The decision addresses another thorny issue in India’s tax policy which relates to India’s position on international tax principles as expressed in the OECD Model Tax Treaty and its commentary by way of reservations. The government has been officially stating its position, which is documented by the OECD, including ‘reservations’ expressed by India. Though the tribunals and high courts have, in a catena of judgments, rejected arguments to the effect that these do not represent the position of India, the tax administration routinely refuses to align with the position it has expressed to the OECD model or its Commentaries read with the respective treaties. This has resulted in lack of standardisation and interpretation principles, even though the design of Indian tax treaties is heavily inspired by the OECD Model. This decision, by approving the approach which “accords with the OECD Commentary on which most of India’s DTAAs are based”, aligns India’s treaty policy with the international tax fraternity, thereby obviating the basis for divergence. The apex court has categorically held that India’s change in position to the OECD Commentary cannot be a fact that influences the interpretation (such as the definition of royalty, in this case) under the respective treaties. As a way forward, in the event the government chooses to depart from the internationally prevalent standards, it must do so as a formal policy document, and not surreptitiously with ground-level officers refusing to abide by international standards and thereby causing repetitive appeals before various forums.
In short, the SC decision is a welcome realignment of international customary law and India’s international tax policy; a seminal moment. One would hope that the government would respect the verdict and abide by it in letter and spirit, thereby bringing this two-decade old dispute to a closure which, as the Court at the start of judgement observed, “have a chequered history”.

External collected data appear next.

use crate::models::TypeRef;

/// A class reference split into package and simple name. The default
/// package is the empty string.
#[derive(Clone, Debug, PartialEq, Eq, Hash, PartialOrd, Ord)]
pub struct ClassName {
    pub package: String,
    pub simple_name: String,
}

impl ClassName {
    pub fn new<P: Into<String>, S: Into<String>>(package: P, simple_name: S) -> Self {
        Self { package: package.into(), simple_name: simple_name.into() }
    }

    /// Splits on the last `.`; a name without one is in the default package.
    pub fn from_qualified(name: &str) -> Self {
        match name.rsplit_once('.') {
            Some((package, simple)) => Self::new(package, simple),
            None => Self::new("", name),
        }
    }

    pub fn qualified(&self) -> String {
        if self.package.is_empty() {
            self.simple_name.clone()
        } else {
            format!("{}.{}", self.package, self.simple_name)
        }
    }

    pub fn to_type_ref(&self) -> TypeRef {
        TypeRef::new(self.qualified())
    }
}

#[derive(Clone, Copy, Debug, PartialEq, Eq)]
pub enum Modifier {
    Public,
    Private,
}

impl Modifier {
    pub fn keyword(&self) -> &'static str {
        match self {
            Self::Public => "public",
            Self::Private => "private",
        }
    }
}

#[derive(Clone, Debug, PartialEq)]
pub struct Field {
    pub name: String,
    pub ty: ClassName,
    pub modifier: Modifier,
}

#[derive(Clone, Debug, PartialEq)]
pub struct Param {
    pub name: String,
    pub ty: TypeRef,
}

#[derive(Clone, Debug, PartialEq)]
pub enum Statement {
    /// `this.<field> = <param>`
    AssignField { field: String, param: String },
    /// `[return ]<target>.<method>(<args>)`
    Forward {
        returns: bool,
        target: String,
        method: String,
        args: Vec<String>,
    },
}

#[derive(Clone, Debug, PartialEq)]
pub struct Constructor {
    pub modifier: Modifier,
    pub parameters: Vec<Param>,
    pub body: Vec<Statement>,
}

impl Default for Constructor {
    fn default() -> Self {
        Self { modifier: Modifier::Public, parameters: Vec::new(), body: Vec::new() }
    }
}

#[derive(Clone, Debug, PartialEq)]
pub struct ForwardingMethod {
    pub name: String,
    pub modifier: Modifier,
    pub is_override: bool,
    pub return_type: TypeRef,
    pub parameters: Vec<Param>,
    pub body: Vec<Statement>,
}

/// The finished forwarding class, ready to be handed to a renderer.
#[derive(Clone, Debug, PartialEq)]
pub struct GeneratedClass {
    pub name: ClassName,
    pub implemented_interface: ClassName,
    pub doc: Option<String>,
    pub modifier: Modifier,
    pub fields: Vec<Field>,
    pub constructor: Constructor,
    pub methods: Vec<ForwardingMethod>,
}

#[derive(Clone, Debug)]
pub struct ClassBuilder {
    class: GeneratedClass,
}

impl ClassBuilder {
    pub fn new(name: ClassName, implemented_interface: ClassName) -> Self {
        Self {
            class: GeneratedClass {
                name,
                implemented_interface,
                doc: None,
                modifier: Modifier::Public,
                fields: Vec::new(),
                constructor: Constructor::default(),
                methods: Vec::new(),
            },
        }
    }

    pub fn doc<S: Into<String>>(mut self, doc: S) -> Self {
        self.class.doc = Some(doc.into());
        self
    }

    pub fn field(mut self, field: Field) -> Self {
        self.class.fields.push(field);
        self
    }

    pub fn constructor(mut self, constructor: Constructor) -> Self {
        self.class.constructor = constructor;
        self
    }

    pub fn method(mut self, method: ForwardingMethod) -> Self {
        self.class.methods.push(method);
        self
    }

    pub fn build(self) -> GeneratedClass {
        self.class
    }
}

#[derive(Clone, Debug, Default)]
pub struct ConstructorBuilder {
    constructor: Constructor,
}

impl ConstructorBuilder {
    pub fn new() -> Self {
        Self::default()
    }

    pub fn parameter(&mut self, name: &str, ty: TypeRef) -> &mut Self {
        self.constructor.parameters.push(Param { name: name.to_string(), ty });
        self
    }

    pub fn statement(&mut self, statement: Statement) -> &mut Self {
        self.constructor.body.push(statement);
        self
    }

    pub fn build(self) -> Constructor {
        self.constructor
    }
}

#[derive(Clone, Debug)]
pub struct MethodBuilder {
    method: ForwardingMethod,
}

impl MethodBuilder {
    pub fn new<S: Into<String>>(name: S) -> Self {
        Self {
            method: ForwardingMethod {
                name: name.into(),
                modifier: Modifier::Public,
                is_override: false,
                return_type: TypeRef::void(),
                parameters: Vec::new(),
                body: Vec::new(),
            },
        }
    }

    pub fn modifier(mut self, modifier: Modifier) -> Self {
        self.method.modifier = modifier;
        self
    }

    pub fn overrides(mut self) -> Self {
        self.method.is_override = true;
        self
    }

    pub fn returns(mut self, ty: TypeRef) -> Self {
        self.method.return_type = ty;
        self
    }

    pub fn parameter(mut self, name: &str, ty: TypeRef) -> Self {
        self.method.parameters.push(Param { name: name.to_string(), ty });
        self
    }

    pub fn statement(mut self, statement: Statement) -> Self {
        self.method.body.push(statement);
        self
    }

    pub fn build(self) -> ForwardingMethod {
        self.method
    }
}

Incidentally, though the decision was in the context of tax laws, there were takeaways even for IPR laws. The decision addresses vexed issues in the realm of copyright law, settling the legal position, which was so far precariously addressed by High Court decisions. The SC explained, in the context of copyright law and software transactions, the ‘doctrine of first sale’ and ‘principle of exhaustion’ by weaving through the jurisprudence under sales tax, customs laws, etc. Quoting the European Court of Justice, the Supreme Court remarked that a “copyright owner exhausts his distribution right in copies of a computer programme upon making the first sale, provided the copy is made unusable by the first acquirer”. Alas, had our taxman followed the court’s earlier rulings, the acrimony could have been avoided. Nevertheless, the verdict marks as a substantive tide of jurisprudence besides keeping lawyers productively engaged.